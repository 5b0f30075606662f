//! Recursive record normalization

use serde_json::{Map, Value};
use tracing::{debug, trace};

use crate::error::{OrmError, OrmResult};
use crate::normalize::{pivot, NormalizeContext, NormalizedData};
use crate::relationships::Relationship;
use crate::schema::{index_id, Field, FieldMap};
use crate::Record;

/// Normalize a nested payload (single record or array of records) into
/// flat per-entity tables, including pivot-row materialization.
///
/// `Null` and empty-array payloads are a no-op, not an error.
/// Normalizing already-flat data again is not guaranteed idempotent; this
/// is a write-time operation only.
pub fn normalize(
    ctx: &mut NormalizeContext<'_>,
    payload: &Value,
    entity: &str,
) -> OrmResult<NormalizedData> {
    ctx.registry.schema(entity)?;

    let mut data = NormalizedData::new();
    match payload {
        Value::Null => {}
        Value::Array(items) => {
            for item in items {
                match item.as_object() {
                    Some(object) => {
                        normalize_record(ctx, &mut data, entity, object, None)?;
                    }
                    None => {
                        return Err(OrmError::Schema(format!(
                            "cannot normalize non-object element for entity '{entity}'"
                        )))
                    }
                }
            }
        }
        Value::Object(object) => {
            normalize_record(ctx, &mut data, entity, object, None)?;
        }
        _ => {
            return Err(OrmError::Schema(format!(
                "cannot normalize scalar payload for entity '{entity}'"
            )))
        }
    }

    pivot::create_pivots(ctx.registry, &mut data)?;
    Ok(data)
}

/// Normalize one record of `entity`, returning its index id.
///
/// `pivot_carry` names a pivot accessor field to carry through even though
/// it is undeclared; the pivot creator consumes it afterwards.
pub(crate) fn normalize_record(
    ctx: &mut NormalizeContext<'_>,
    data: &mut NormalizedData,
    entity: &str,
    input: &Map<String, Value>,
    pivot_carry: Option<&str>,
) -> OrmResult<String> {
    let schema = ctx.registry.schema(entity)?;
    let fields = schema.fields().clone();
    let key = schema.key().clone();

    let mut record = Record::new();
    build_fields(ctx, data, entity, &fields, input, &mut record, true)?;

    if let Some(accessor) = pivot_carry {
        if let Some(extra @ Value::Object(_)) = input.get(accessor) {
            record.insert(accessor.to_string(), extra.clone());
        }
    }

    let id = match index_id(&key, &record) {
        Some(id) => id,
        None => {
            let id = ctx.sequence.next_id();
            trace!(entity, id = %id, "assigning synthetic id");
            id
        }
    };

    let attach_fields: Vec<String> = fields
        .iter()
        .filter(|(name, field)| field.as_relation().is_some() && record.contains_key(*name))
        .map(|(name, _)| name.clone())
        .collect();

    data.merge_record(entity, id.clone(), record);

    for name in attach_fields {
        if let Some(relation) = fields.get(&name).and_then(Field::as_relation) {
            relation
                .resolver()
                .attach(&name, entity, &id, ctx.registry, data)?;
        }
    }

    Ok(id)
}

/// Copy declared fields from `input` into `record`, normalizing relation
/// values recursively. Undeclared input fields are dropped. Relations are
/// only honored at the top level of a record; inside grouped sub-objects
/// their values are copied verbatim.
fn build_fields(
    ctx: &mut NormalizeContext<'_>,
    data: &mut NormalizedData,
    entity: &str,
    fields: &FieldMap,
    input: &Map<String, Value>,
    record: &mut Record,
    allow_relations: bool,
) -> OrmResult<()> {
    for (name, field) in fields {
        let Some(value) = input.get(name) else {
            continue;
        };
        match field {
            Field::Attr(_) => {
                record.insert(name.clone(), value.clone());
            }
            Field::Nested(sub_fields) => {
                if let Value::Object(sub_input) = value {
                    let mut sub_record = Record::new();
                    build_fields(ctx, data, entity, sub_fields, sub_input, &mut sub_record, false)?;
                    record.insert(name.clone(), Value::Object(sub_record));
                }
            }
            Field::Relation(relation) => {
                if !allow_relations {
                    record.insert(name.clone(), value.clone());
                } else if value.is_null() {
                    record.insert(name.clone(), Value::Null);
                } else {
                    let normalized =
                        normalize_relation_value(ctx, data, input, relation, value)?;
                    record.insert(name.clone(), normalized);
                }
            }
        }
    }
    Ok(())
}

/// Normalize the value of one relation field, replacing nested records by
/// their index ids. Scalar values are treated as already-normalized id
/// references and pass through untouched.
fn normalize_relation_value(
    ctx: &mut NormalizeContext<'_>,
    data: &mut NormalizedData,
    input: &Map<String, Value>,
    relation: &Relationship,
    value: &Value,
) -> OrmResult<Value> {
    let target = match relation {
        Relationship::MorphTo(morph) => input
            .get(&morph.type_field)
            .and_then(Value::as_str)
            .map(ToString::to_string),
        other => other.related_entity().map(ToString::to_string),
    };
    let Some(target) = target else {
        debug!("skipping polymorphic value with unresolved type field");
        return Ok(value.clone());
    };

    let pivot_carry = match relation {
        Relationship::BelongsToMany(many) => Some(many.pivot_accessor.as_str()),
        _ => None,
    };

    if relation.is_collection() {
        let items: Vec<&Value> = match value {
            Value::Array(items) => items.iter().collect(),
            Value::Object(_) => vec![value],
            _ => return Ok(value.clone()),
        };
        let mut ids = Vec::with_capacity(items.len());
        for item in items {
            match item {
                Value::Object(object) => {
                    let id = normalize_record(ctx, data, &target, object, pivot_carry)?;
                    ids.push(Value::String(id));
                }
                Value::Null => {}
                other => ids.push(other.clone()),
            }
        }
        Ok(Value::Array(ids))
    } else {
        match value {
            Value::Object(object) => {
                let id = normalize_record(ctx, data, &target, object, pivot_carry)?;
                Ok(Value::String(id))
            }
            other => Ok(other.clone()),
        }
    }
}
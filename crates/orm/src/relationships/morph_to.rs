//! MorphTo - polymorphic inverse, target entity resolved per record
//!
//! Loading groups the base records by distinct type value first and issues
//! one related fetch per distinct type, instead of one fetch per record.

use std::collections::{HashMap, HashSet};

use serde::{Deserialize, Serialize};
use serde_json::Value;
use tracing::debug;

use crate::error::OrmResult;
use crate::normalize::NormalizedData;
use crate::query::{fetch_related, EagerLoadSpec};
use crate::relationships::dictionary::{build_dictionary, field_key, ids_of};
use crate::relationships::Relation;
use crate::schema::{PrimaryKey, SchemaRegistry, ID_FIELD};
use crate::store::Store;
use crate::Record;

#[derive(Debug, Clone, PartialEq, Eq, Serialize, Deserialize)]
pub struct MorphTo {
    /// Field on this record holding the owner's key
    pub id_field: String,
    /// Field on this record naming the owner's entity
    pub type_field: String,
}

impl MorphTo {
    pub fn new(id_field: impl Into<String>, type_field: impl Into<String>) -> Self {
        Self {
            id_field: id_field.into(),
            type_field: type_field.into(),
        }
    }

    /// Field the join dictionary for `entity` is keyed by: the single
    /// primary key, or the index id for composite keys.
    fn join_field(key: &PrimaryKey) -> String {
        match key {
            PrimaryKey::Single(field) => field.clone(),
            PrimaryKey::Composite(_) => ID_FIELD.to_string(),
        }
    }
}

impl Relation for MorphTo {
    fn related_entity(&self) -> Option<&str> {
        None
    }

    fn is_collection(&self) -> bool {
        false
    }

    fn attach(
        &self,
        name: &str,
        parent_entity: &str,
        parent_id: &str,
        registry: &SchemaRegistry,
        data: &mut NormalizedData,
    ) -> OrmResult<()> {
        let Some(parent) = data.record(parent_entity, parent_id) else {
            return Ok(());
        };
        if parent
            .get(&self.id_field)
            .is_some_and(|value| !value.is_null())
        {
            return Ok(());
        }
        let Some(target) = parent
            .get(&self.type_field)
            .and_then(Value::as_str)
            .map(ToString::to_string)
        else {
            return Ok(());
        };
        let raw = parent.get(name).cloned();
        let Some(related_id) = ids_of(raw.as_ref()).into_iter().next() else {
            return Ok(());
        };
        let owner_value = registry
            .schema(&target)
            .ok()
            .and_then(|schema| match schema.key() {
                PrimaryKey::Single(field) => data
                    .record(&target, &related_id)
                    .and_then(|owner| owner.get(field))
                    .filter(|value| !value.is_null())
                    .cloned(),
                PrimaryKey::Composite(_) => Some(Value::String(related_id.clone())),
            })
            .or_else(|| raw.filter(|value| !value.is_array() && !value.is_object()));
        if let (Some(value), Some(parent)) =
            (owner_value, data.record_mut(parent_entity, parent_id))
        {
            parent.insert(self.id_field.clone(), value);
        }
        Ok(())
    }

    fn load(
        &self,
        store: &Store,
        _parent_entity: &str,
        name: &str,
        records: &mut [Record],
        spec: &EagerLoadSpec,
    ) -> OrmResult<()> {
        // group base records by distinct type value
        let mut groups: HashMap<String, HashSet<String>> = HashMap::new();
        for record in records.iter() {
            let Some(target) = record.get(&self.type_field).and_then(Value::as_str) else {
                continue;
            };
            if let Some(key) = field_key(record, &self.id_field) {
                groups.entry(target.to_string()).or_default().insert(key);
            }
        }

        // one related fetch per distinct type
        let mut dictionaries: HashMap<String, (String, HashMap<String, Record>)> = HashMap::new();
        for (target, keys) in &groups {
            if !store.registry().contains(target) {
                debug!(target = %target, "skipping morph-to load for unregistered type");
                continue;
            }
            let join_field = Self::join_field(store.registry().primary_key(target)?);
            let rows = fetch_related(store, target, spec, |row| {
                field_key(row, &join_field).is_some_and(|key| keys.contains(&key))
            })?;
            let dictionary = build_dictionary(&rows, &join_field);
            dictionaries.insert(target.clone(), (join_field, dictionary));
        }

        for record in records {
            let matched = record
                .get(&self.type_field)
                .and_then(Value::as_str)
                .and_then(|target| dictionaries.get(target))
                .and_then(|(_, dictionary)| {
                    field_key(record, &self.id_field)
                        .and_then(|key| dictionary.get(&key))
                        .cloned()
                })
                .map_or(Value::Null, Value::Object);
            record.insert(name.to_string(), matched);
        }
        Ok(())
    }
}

Exercise goal: The number of lines in the data that contain the word "distinct" is all that should be stated.

Exercise answer: 4